Foremost, I would like to thank the International Country Music Conference for this mind-blowing honor. When Dr. Akenson told me I could make a few comments, I was awestruck, but then, in a series of fond yet bittersweet recollections, the words came to me.

“Take me home, country roads, to the place I belong.”

During my 43 years of life, John Denver’s 50-year-old country-crossover hit single has unlocked many mystical, magical meanings for my life.

As a bleary-eyed child — spending two-week summer vacations sleeping inside one of two double-wide mobile homes my aunt won on the Price is Right in 1975 — I would be awake five hours past my bedtime staring blissfully into the starry-eyed night at the Falling Waters Campsite in Falling Waters, West Virginia. The song’s hook played on the infomercial aired before the National Anthem as a daily network affiliate sign-off for some off-brand K-Tel or Time-Life style compilation box-set of 70s country records. Somewhere between Tanya Tucker’s “Delta Dawn” and Anne Murray’s “Snowbird,” I’d warble Denver’s words because I knew the song snippets played on the commercial, by heart.

The song rang strangely to me at the time. My home was not near any country roads. Actually, my home was in far-Northeast Washington, DC’s Deanwood neighborhood. I grew up living a literal hop, skip, and a jump away from one of many crack-cocaine selling hotbeds amid Section 8 housing that emerged as DC’s legendary mayor, Marion Barry, Jr., himself succumbed to the very scourge of addiction he was trying to eradicate in the Nation’s Capital’s urban jungle.

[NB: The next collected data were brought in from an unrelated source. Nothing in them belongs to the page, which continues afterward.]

//! Binary codec for selection reasons
//!
//! Persists one [`SelectionReason`](crate::selection::SelectionReason) per
//! resolved component. Description texts repeat heavily across a resolved
//! graph, so each text is written in full once per run and referenced by
//! index afterwards.
//!
//! # Failure policy
//!
//! - Fail fast on the first malformed byte
//! - No partial reasons
//! - I/O errors are surfaced unchanged

mod dictionary;
mod errors;
mod reason_codec;
pub mod wire;

pub use dictionary::TextDictionary;
pub use errors::{CodecError, CodecResult};
pub use reason_codec::{CodecLimits, CodecStats, Direction, ReasonCodec};
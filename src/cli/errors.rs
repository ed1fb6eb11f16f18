//! CLI-specific error types
//!
//! Every CLI error ends the process with a non-zero status.

use std::io;

use thiserror::Error;

use crate::config::ConfigError;
use crate::store::StoreError;

/// CLI result type
pub type CliResult<T> = Result<T, CliError>;

/// CLI error
#[derive(Debug, Error)]
pub enum CliError {
    #[error(transparent)]
    Config(#[from] ConfigError),

    #[error(transparent)]
    Store(#[from] StoreError),

    #[error("Invalid input: {0}")]
    Input(String),

    #[error("I/O error: {0}")]
    Io(#[from] io::Error),
}

impl CliError {
    /// Get the error code string
    pub fn code(&self) -> &'static str {
        match self {
            CliError::Config(e) => e.code(),
            CliError::Store(e) => e.code(),
            CliError::Input(_) => "LEDGER_CLI_INPUT",
            CliError::Io(_) => "LEDGER_CLI_IO",
        }
    }
}

impl From<serde_json::Error> for CliError {
    fn from(e: serde_json::Error) -> Self {
        CliError::Input(format!("JSON error: {}", e))
    }
}

#[cfg(test)]
mod tests {
    use super::*;

    #[test]
    fn test_codes_delegate() {
        let err = CliError::from(StoreError::InvalidComponentId("x".into()));
        assert_eq!(err.code(), "LEDGER_STORE_INVALID_COMPONENT_ID");
        assert_eq!(CliError::Input("x".into()).code(), "LEDGER_CLI_INPUT");
    }

    #[test]
    fn test_json_error_is_input() {
        let json_err = serde_json::from_str::<serde_json::Value>("{").unwrap_err();
        assert_eq!(CliError::from(json_err).code(), "LEDGER_CLI_INPUT");
    }
}
//! CLI command implementations
//!
//! Each command loads configuration, applies the log level, then works on a
//! single result file through a [`ResultStore`].

use serde::Deserialize;
use serde_json::{json, Value};

use crate::config::LedgerConfig;
use crate::selection::SelectionReason;
use crate::store::{ComponentId, LoadedResult, ResolutionResult, ResultStore};

use super::args::{Command, CommonArgs};
use super::errors::{CliError, CliResult};
use super::io::{read_request, write_error, write_response};

/// Body of a `write` request
#[derive(Debug, Deserialize)]
#[serde(deny_unknown_fields)]
pub struct WriteRequest {
    pub components: Vec<ComponentInput>,
}

/// One component of a `write` request
#[derive(Debug, Deserialize)]
#[serde(deny_unknown_fields)]
pub struct ComponentInput {
    pub id: ComponentId,
    /// Ordered descriptions; duplicates are dropped, empty lists rejected
    pub descriptions: SelectionReason,
}

impl WriteRequest {
    /// Build the result, rejecting repeated component ids
    pub fn into_result(self) -> CliResult<ResolutionResult> {
        let mut result = ResolutionResult::new();
        for component in self.components {
            let id = component.id.clone();
            if result.insert(component.id, component.descriptions).is_some() {
                return Err(CliError::Input(format!("duplicate component {}", id)));
            }
        }
        Ok(result)
    }
}

/// Main CLI entry point
///
/// Parses arguments and dispatches to the appropriate command.
/// This is the only function that main.rs should call.
pub fn run() -> CliResult<()> {
    let cli = super::args::Cli::parse_args();
    match run_command(cli.command) {
        Ok(()) => Ok(()),
        Err(e) => {
            let _ = write_error(e.code(), &e.to_string());
            Err(e)
        }
    }
}

/// Run the appropriate command based on CLI args
pub fn run_command(cmd: Command) -> CliResult<()> {
    match cmd {
        Command::Write { common } => write(&common),
        Command::Inspect { common } => inspect(&common),
        Command::Verify { common } => verify(&common),
    }
}

fn open_store(common: &CommonArgs) -> CliResult<ResultStore> {
    let mut config = match &common.config {
        Some(path) => LedgerConfig::load(path)?,
        None => LedgerConfig::default(),
    };
    if let Some(store) = &common.store {
        config.store_path = store.clone();
    }
    config.validate()?;
    config.apply_logging()?;
    Ok(ResultStore::from_config(&config))
}

/// Persist a resolved graph read from stdin
pub fn write(common: &CommonArgs) -> CliResult<()> {
    let mut store = open_store(common)?;
    let request: WriteRequest = read_request()?;
    let result = request.into_result()?;

    let header = store.write(&result)?;
    let stats = store.codec_stats();
    write_response(json!({
        "store_path": store.path().display().to_string(),
        "store_id": header.store_id.to_string(),
        "components": result.len(),
        "inline_texts": stats.inline_texts,
        "dictionary_refs": stats.dictionary_refs,
        "bytes": stats.bytes,
    }))
}

/// Print a persisted result
pub fn inspect(common: &CommonArgs) -> CliResult<()> {
    let mut store = open_store(common)?;
    let loaded = store.read()?;
    write_response(render_loaded(&loaded))
}

/// Verify a persisted result
pub fn verify(common: &CommonArgs) -> CliResult<()> {
    let mut store = open_store(common)?;
    let loaded = store.read()?;
    write_response(json!({
        "valid": true,
        "store_id": loaded.header.store_id.to_string(),
        "format_version": loaded.header.format_version,
        "components": loaded.result.len(),
        "unexpected": loaded.result.unexpected().count(),
        "descriptions": loaded.stats.descriptions,
        "inline_texts": loaded.stats.inline_texts,
        "dictionary_refs": loaded.stats.dictionary_refs,
    }))
}

/// JSON view of a loaded result, including derived flags
pub fn render_loaded(loaded: &LoadedResult) -> Value {
    let components: Vec<Value> = loaded
        .result
        .iter()
        .map(|component| render_reason(component.id(), component.reason()))
        .collect();

    json!({
        "store_id": loaded.header.store_id.to_string(),
        "format_version": loaded.header.format_version,
        "written_at": loaded.header.written_at.to_rfc3339(),
        "components": components,
    })
}

fn render_reason(id: &ComponentId, reason: &SelectionReason) -> Value {
    json!({
        "id": id.to_string(),
        "primary": reason.primary_text(),
        "expected": reason.is_expected(),
        "forced": reason.is_forced(),
        "conflict_resolution": reason.is_conflict_resolution(),
        "selected_by_rule": reason.is_selected_by_rule(),
        "composite_substitution": reason.is_composite_substitution(),
        "custom": reason.has_custom_descriptions(),
        "descriptions": reason,
    })
}

#[cfg(test)]
mod tests {
    use super::*;
    use crate::codec::CodecStats;
    use crate::selection::SelectionCause;
    use crate::store::StoreHeader;

    #[test]
    fn test_write_request_builds_result() {
        let request: WriteRequest = serde_json::from_str(
            r#"{"components": [
                {"id": "org:app:1.0", "descriptions": [{"cause": "ROOT", "text": "root"}]},
                {"id": "org:lib:2.0", "descriptions": [
                    {"cause": "REQUESTED", "text": "requested"},
                    {"cause": "FORCED", "text": "pinned"},
                    {"cause": "REQUESTED", "text": "requested"}
                ]}
            ]}"#,
        )
        .unwrap();
        let result = request.into_result().unwrap();

        let lib = result.get(&"org:lib:2.0".parse().unwrap()).unwrap();
        assert_eq!(lib.len(), 2);
        assert_eq!(lib.primary_text(), "pinned");
        assert!(lib.is_forced());
    }

    #[test]
    fn test_write_request_rejects_duplicates_and_empty() {
        let request: WriteRequest = serde_json::from_str(
            r#"{"components": [
                {"id": "g:m:1", "descriptions": [{"cause": "ROOT", "text": "root"}]},
                {"id": "g:m:1", "descriptions": [{"cause": "ROOT", "text": "root"}]}
            ]}"#,
        )
        .unwrap();
        assert_eq!(request.into_result().unwrap_err().code(), "LEDGER_CLI_INPUT");

        let empty = serde_json::from_str::<WriteRequest>(
            r#"{"components": [{"id": "g:m:1", "descriptions": []}]}"#,
        );
        assert!(empty.is_err());

        let bad_id = serde_json::from_str::<WriteRequest>(
            r#"{"components": [{"id": "g:m", "descriptions": [{"cause": "ROOT", "text": "root"}]}]}"#,
        );
        assert!(bad_id.is_err());
    }

    #[test]
    fn test_render_reason_flags() {
        let mut reason = SelectionReason::requested();
        reason.add_cause(SelectionCause::Forced, "pin 1.2");
        let mut result = ResolutionResult::new();
        result.insert(ComponentId::new("g", "m", "1.2"), reason);

        let loaded = LoadedResult {
            header: StoreHeader::new_now(),
            result,
            stats: CodecStats::default(),
        };
        let rendered = render_loaded(&loaded);
        let component = &rendered["components"][0];
        assert_eq!(component["id"], "g:m:1.2");
        assert_eq!(component["primary"], "pin 1.2");
        assert_eq!(component["expected"], false);
        assert_eq!(component["forced"], true);
        assert_eq!(component["descriptions"][0]["cause"], "REQUESTED");
        assert_eq!(rendered["format_version"], 1);
    }
}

But, I was a straight-A student in DC Public Schools’ Academically-Talented Program, plus a lector at various Roman Catholic Churches in the area. To extend the John Denver corollary, the arc my life was taking made me feel as if I didn’t belong in the place where the roads between Falling Waters and the three-story red brick apartment on 1210 Eastern Avenue, Northeast took me back to after vacation, either.

As an 80s baby, avenues country roads — be they on TV, the radio, the department store, anywhere —…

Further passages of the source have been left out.